Create a new directory
mpiexample
.Create a file
mpiexample.c
with the following contents.#include <stdio.h> #include <mpi.h> int main (int argc, char *argv[]) { int rank, size; MPI_Comm comm; comm = MPI_COMM_WORLD; MPI_Init (&argc, &argv); MPI_Comm_rank (comm, &rank); MPI_Comm_size (comm, &size); printf("Hello from rank %d\n", rank); MPI_Barrier(comm); MPI_Finalize(); }
Create a file named
mpiexample.def
with the following contentsBootstrap: localimage From: /lustre/polis/stf007/world-shared/containers/opensusempich342rocm533.sif %files mpiexample.c /app/mpiexample.c %post cd /app && mpicc -o mpiexample mpiexample.c
Build the container image with
apptainer build mpiexample.sif mpiexample.def
.Create a submit script
submit.sl
with the following contents.

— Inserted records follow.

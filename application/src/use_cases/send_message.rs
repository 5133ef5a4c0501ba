//! Send Message use case.
//!
//! Drives one send-message exchange for one conversation:
//!
//! ```text
//! Idle ──accept──▶ Sending ──body──▶ Streaming ──end──▶ Completed
//!                     │                  │ ▲
//!                     │                  └─┘ token
//!                     └──────error───────┴──────────▶ Errored
//! ```
//!
//! 1. Validate input and claim the conversation (no I/O yet)
//! 2. Append the user message and an empty assistant placeholder
//! 3. Open the response stream via [`ChatGateway`]
//! 4. Apply every token to the placeholder, in arrival order
//! 5. On end-of-stream, clear streaming state and refresh the transcript
//!
//! The placeholder is never removed; on failure it keeps whatever content
//! arrived before the error.

use crate::ports::chat_gateway::{ChatGateway, ChatRequest};
use crate::ports::conversation_logger::{
    ConversationEvent, ConversationLogger, NoConversationLogger,
};
use crate::ports::progress::StreamProgressNotifier;
use crate::ports::refresher::{NoRefresh, TranscriptRefresher};
use crate::ports::transcript_store::TranscriptStore;
use crate::stream::TokenStream;
use crate::use_cases::session_registry::{SessionClaim, SessionRegistry};
use codeassist_domain::util::preview;
use codeassist_domain::{
    ConversationId, MAX_MESSAGE_CHARS, Message, MessageId, SendOptions, SessionTransitionError,
    StreamError, StreamSession,
};
use futures::StreamExt;
use std::sync::Arc;
use thiserror::Error;
use tokio_util::sync::CancellationToken;
use tracing::{debug, info, trace, warn};

/// Why a send was refused before anything was appended.
#[derive(Error, Debug, Clone, PartialEq, Eq)]
pub enum RejectReason {
    #[error("message is empty")]
    EmptyMessage,

    #[error("message exceeds {max} characters")]
    MessageTooLong { max: usize },

    #[error("no conversation selected")]
    MissingConversation,

    #[error("conversation {0} already has a response in progress")]
    AlreadyStreaming(ConversationId),

    #[error("invalid options: {0}")]
    InvalidOptions(String),
}

/// Errors returned by [`SendMessageUseCase::execute`].
#[derive(Error, Debug)]
pub enum SendMessageError {
    /// Precondition failed; the transcript was not touched.
    #[error("Send rejected: {0}")]
    Rejected(#[from] RejectReason),

    /// The session reached Errored.
    ///
    /// `original_input` is the submitted text, for the caller to offer
    /// re-submission.
    #[error("{error}")]
    Stream {
        error: StreamError,
        original_input: String,
    },
}

impl SendMessageError {
    pub fn stream_error(&self) -> Option<&StreamError> {
        match self {
            SendMessageError::Stream { error, .. } => Some(error),
            SendMessageError::Rejected(_) => None,
        }
    }

    pub fn original_input(&self) -> Option<&str> {
        match self {
            SendMessageError::Stream { original_input, .. } => Some(original_input),
            SendMessageError::Rejected(_) => None,
        }
    }

    pub fn is_rejected(&self) -> bool {
        matches!(self, SendMessageError::Rejected(_))
    }
}

/// Input for the [`SendMessageUseCase`].
#[derive(Debug, Clone)]
pub struct SendMessageInput {
    pub conversation_id: ConversationId,
    pub message: String,
    pub options: SendOptions,
    /// Cancelling this token abandons the session with [`StreamError::Cancelled`].
    pub cancellation: Option<CancellationToken>,
}

impl SendMessageInput {
    pub fn new(conversation_id: impl Into<ConversationId>, message: impl Into<String>) -> Self {
        Self {
            conversation_id: conversation_id.into(),
            message: message.into(),
            options: SendOptions::default(),
            cancellation: None,
        }
    }

    pub fn with_options(mut self, options: SendOptions) -> Self {
        self.options = options;
        self
    }

    pub fn with_cancellation(mut self, token: CancellationToken) -> Self {
        self.cancellation = Some(token);
        self
    }
}

/// Result of a Completed session.
#[derive(Debug, Clone, PartialEq)]
pub struct SendMessageOutput {
    pub conversation_id: ConversationId,
    pub user_message_id: MessageId,
    pub assistant_message_id: MessageId,
    /// Locally accumulated content. After a successful refresh the store
    /// holds the server's copy, which takes precedence.
    pub content: String,
    pub token_count: usize,
    /// Whether the refresh hook succeeded.
    pub refreshed: bool,
}

/// Use case for sending a message and streaming the reply into the transcript.
///
/// Sends to different conversations run independently; clones share the
/// same [`SessionRegistry`].
pub struct SendMessageUseCase {
    gateway: Arc<dyn ChatGateway>,
    store: Arc<dyn TranscriptStore>,
    refresher: Arc<dyn TranscriptRefresher>,
    registry: Arc<SessionRegistry>,
    conversation_logger: Arc<dyn ConversationLogger>,
}

impl Clone for SendMessageUseCase {
    fn clone(&self) -> Self {
        Self {
            gateway: self.gateway.clone(),
            store: self.store.clone(),
            refresher: self.refresher.clone(),
            registry: self.registry.clone(),
            conversation_logger: self.conversation_logger.clone(),
        }
    }
}

impl SendMessageUseCase {
    pub fn new(gateway: Arc<dyn ChatGateway>, store: Arc<dyn TranscriptStore>) -> Self {
        Self {
            gateway,
            store,
            refresher: Arc::new(NoRefresh),
            registry: Arc::new(SessionRegistry::new()),
            conversation_logger: Arc::new(NoConversationLogger),
        }
    }

    /// Create with a refresher invoked on completion.
    pub fn with_refresher(mut self, refresher: Arc<dyn TranscriptRefresher>) -> Self {
        self.refresher = refresher;
        self
    }

    /// Create with a conversation logger.
    pub fn with_conversation_logger(mut self, logger: Arc<dyn ConversationLogger>) -> Self {
        self.conversation_logger = logger;
        self
    }

    /// Share a registry with other controllers writing the same store.
    pub fn with_registry(mut self, registry: Arc<SessionRegistry>) -> Self {
        self.registry = registry;
        self
    }

    pub fn registry(&self) -> &Arc<SessionRegistry> {
        &self.registry
    }

    /// Run one exchange to a terminal state.
    ///
    /// Dropping the returned future before it resolves abandons the session:
    /// the byte source is released, the streaming indicator cleared and a
    /// [`StreamError::Cancelled`] recorded in the store.
    pub async fn execute(
        &self,
        input: SendMessageInput,
        progress: &dyn StreamProgressNotifier,
    ) -> Result<SendMessageOutput, SendMessageError> {
        let claim = self.accept(&input)?;
        let SendMessageInput {
            conversation_id,
            message,
            options,
            cancellation,
        } = input;

        let mut session = StreamSession::new(conversation_id.clone());
        let user = Message::user(message.clone());
        let user_message_id = user.id.clone();
        let placeholder = Message::assistant_placeholder();
        let assistant_message_id = placeholder.id.clone();

        self.store.append_message(&conversation_id, user);
        self.store.append_message(&conversation_id, placeholder);
        let mut guard = StreamingGuard::new(Arc::clone(&self.store), claim);

        info!(
            "Send accepted for conversation {}: {}",
            conversation_id,
            preview(&message, 80)
        );
        self.conversation_logger.log(ConversationEvent::new(
            "send_accepted",
            serde_json::json!({
                "conversation_id": conversation_id.as_str(),
                "user_message_id": user_message_id.as_str(),
                "assistant_message_id": assistant_message_id.as_str(),
                "message": message,
                "model": options.model_name.as_deref(),
            }),
        ));

        let request = ChatRequest::new(conversation_id.clone(), message.clone(), options);
        let cancel = cancellation.unwrap_or_default();

        let outcome = self
            .stream_into_transcript(
                &request,
                &mut session,
                &assistant_message_id,
                &guard,
                &cancel,
                progress,
            )
            .await;

        match outcome {
            Ok(()) => {
                if let Err(e) = session.complete() {
                    warn!("Session for {} could not complete: {}", conversation_id, e);
                }
                guard.settle(None);
                info!(
                    "Session completed for conversation {} ({} tokens, {} bytes)",
                    conversation_id,
                    session.token_count(),
                    session.buffer().len()
                );
                progress.on_completed(&conversation_id, session.buffer());
                self.conversation_logger.log(ConversationEvent::new(
                    "stream_completed",
                    serde_json::json!({
                        "conversation_id": conversation_id.as_str(),
                        "assistant_message_id": assistant_message_id.as_str(),
                        "token_count": session.token_count(),
                        "content": session.buffer(),
                    }),
                ));

                // The claim is held through the refresh so a new send cannot
                // append messages that the refreshed transcript would drop.
                let refreshed = match self.refresher.refresh(&conversation_id).await {
                    Ok(()) => true,
                    Err(e) => {
                        warn!("Transcript refresh failed for {}: {}", conversation_id, e);
                        false
                    }
                };
                drop(guard);

                Ok(SendMessageOutput {
                    conversation_id,
                    user_message_id,
                    assistant_message_id,
                    content: session.buffer().to_string(),
                    token_count: session.token_count(),
                    refreshed,
                })
            }
            Err(error) => {
                warn!(
                    "Session errored for conversation {} after {} tokens: {}",
                    conversation_id,
                    session.token_count(),
                    error
                );
                if let Err(e) = session.fail(error.clone()) {
                    warn!("Session for {} could not fail: {}", conversation_id, e);
                }
                guard.settle(Some(error.clone()));
                progress.on_error(&conversation_id, &error);
                self.conversation_logger.log(ConversationEvent::new(
                    "stream_errored",
                    serde_json::json!({
                        "conversation_id": conversation_id.as_str(),
                        "assistant_message_id": assistant_message_id.as_str(),
                        "token_count": session.token_count(),
                        "partial_content": session.buffer(),
                        "error": error.to_string(),
                        "status": error.status(),
                    }),
                ));

                Err(SendMessageError::Stream {
                    error,
                    original_input: message,
                })
            }
        }
    }

    /// Idle → Sending preconditions. Runs without suspending.
    fn accept(&self, input: &SendMessageInput) -> Result<SessionClaim, RejectReason> {
        if input.message.trim().is_empty() {
            return Err(RejectReason::EmptyMessage);
        }
        if input.message.chars().count() > MAX_MESSAGE_CHARS {
            return Err(RejectReason::MessageTooLong {
                max: MAX_MESSAGE_CHARS,
            });
        }
        if input.conversation_id.is_blank() {
            return Err(RejectReason::MissingConversation);
        }
        input
            .options
            .validate()
            .map_err(RejectReason::InvalidOptions)?;

        if self.store.is_streaming(&input.conversation_id) {
            debug!(
                "Rejecting send: store reports {} streaming",
                input.conversation_id
            );
            return Err(RejectReason::AlreadyStreaming(input.conversation_id.clone()));
        }
        self.registry
            .try_claim(&input.conversation_id)
            .ok_or_else(|| RejectReason::AlreadyStreaming(input.conversation_id.clone()))
    }

    /// Sending → Streaming → (end of stream | error).
    async fn stream_into_transcript(
        &self,
        request: &ChatRequest,
        session: &mut StreamSession,
        assistant_message_id: &MessageId,
        guard: &StreamingGuard,
        cancel: &CancellationToken,
        progress: &dyn StreamProgressNotifier,
    ) -> Result<(), StreamError> {
        let conversation_id = &request.conversation_id;

        let body = tokio::select! {
            biased;
            _ = cancel.cancelled() => return Err(StreamError::Cancelled),
            opened = self.gateway.open_stream(request) => opened?,
        };

        let mut tokens = TokenStream::new(body);
        session.begin_streaming().map_err(invariant_violation)?;
        guard.mark_streaming();
        debug!("Streaming response for conversation {}", conversation_id);
        progress.on_stream_start(conversation_id);

        loop {
            let next = tokio::select! {
                biased;
                _ = cancel.cancelled() => return Err(StreamError::Cancelled),
                next = tokens.next() => next,
            };

            match next {
                Some(Ok(token)) => {
                    let content = session.push_token(&token).map_err(invariant_violation)?;
                    self.store
                        .set_message_content(conversation_id, assistant_message_id, content);
                    trace!(
                        "Applied token #{} ({} bytes) to {}",
                        session.token_count(),
                        token.len(),
                        conversation_id
                    );
                    progress.on_token(conversation_id, &token);
                }
                Some(Err(error)) => return Err(error),
                None => return Ok(()),
            }
        }
    }
}

fn invariant_violation(error: SessionTransitionError) -> StreamError {
    StreamError::Protocol(error.to_string())
}

/// Owns the streaming indicator and the registry claim for one session.
///
/// [`settle`](Self::settle) clears the indicator and records the outcome at
/// most once; if the session is dropped unsettled, `Drop` settles it as
/// cancelled.
struct StreamingGuard {
    store: Arc<dyn TranscriptStore>,
    claim: SessionClaim,
    settled: bool,
}

impl StreamingGuard {
    fn new(store: Arc<dyn TranscriptStore>, claim: SessionClaim) -> Self {
        Self {
            store,
            claim,
            settled: false,
        }
    }

    fn mark_streaming(&self) {
        self.store.set_streaming(self.claim.conversation_id(), true);
    }

    fn settle(&mut self, error: Option<StreamError>) {
        if self.settled {
            return;
        }
        self.settled = true;
        let conversation_id = self.claim.conversation_id();
        self.store.set_streaming(conversation_id, false);
        self.store.set_session_error(conversation_id, error);
    }
}

impl Drop for StreamingGuard {
    fn drop(&mut self) {
        if !self.settled {
            warn!(
                "Session for conversation {} abandoned before completion",
                self.claim.conversation_id()
            );
            self.settle(Some(StreamError::Cancelled));
        }
    }
}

The submit script will launch four apptainer tasks across two nodes with MPI running, and prints their rank id the same as if the program was running on bare metal.#!/bin/bash #SBATCH -t00:10:00 #SBATCH -A csc266 #SBATCH -N2 #SBATCH -J mpiexample #SBATCH -o %x_%j.out #SBATCH -e %x_%j.out module load amd-mixed module load craype-accel-amd-gfx908 module load cray-mpich-abi export MPICH_SMP_SINGLE_COPY_MODE=NONE export APPTAINERENV_LD_LIBRARY_PATH="$CRAY_MPICH_DIR/lib-abi-mpich:$CRAY_MPICH_ROOTDIR/gtl/lib:/opt/rocm/lib:/opt/rocm/lib64:$CRAY_LD_LIBRARY_PATH:$LD_LIBRARY_PATH:/opt/cray/pe/lib64:/usr/lib64/libibverbs" export APPTAINER_CONTAINLIBS="/usr/lib64/libjansson.so.4,/usr/lib64/libcxi.so.1,/usr/lib64/libjson-c.so.3,/usr/lib64/libdrm_amdgpu.so.1,/usr/lib64/libdrm.so.2,/lib64/libtinfo.so.6,/usr/lib64/libnl-3.so.200,/usr/lib64/librdmacm.so.1,/usr/lib64/libibverbs.so.1,/usr/lib64/libibverbs/libmlx5-rdmav34.so,/usr/lib64/libnl-route-3.so.200" export APPTAINERENV_LD_PRELOAD=$CRAY_MPICH_ROOTDIR/gtl/lib/libmpi_gtl_hsa.so.0: export APPTAINER_BIND=/usr/share/libdrm,/var/spool/slurm,/opt/cray,${PWD},/etc/libibverbs.d,/usr/lib64/libibverbs/ srun -N2 -n4 --tasks-per-node 2 apptainer exec --workdir `pwd` mpiexample.sif /app/mpiexample
You should get output that looks like
<several INFO messages. Can be ignored> ... Hello from rank 1 Hello from rank 0 Hello from rank 2 Hello from rank 3
You can view the definition files used to build the base image at the code.ornl.gov
repository in the
defiant
directory. You can build these yourself (if you want slightly modify
it) by cloning the repository and running ./build
in the individual
directories in the repository.
Note
GPU aware MPI is currently buggy on Defiant due to issues with the MI210 with the Slingshot-10 network. We have a ticket open with HPE to address the issue. This will affect GPU aware MPI in the containers as well. Once that is fixed, we will add documentation on how to use GPU aware MPI with containers on Defiant.
Getting Help
If you have problems or need helping running on Defiant, please submit a ticket by emailing help@olcf.ornl.gov.
Known Issues
GPU aware MPI is currently not working on MPI. Your code should stage GPU data through main memory for MPI operations.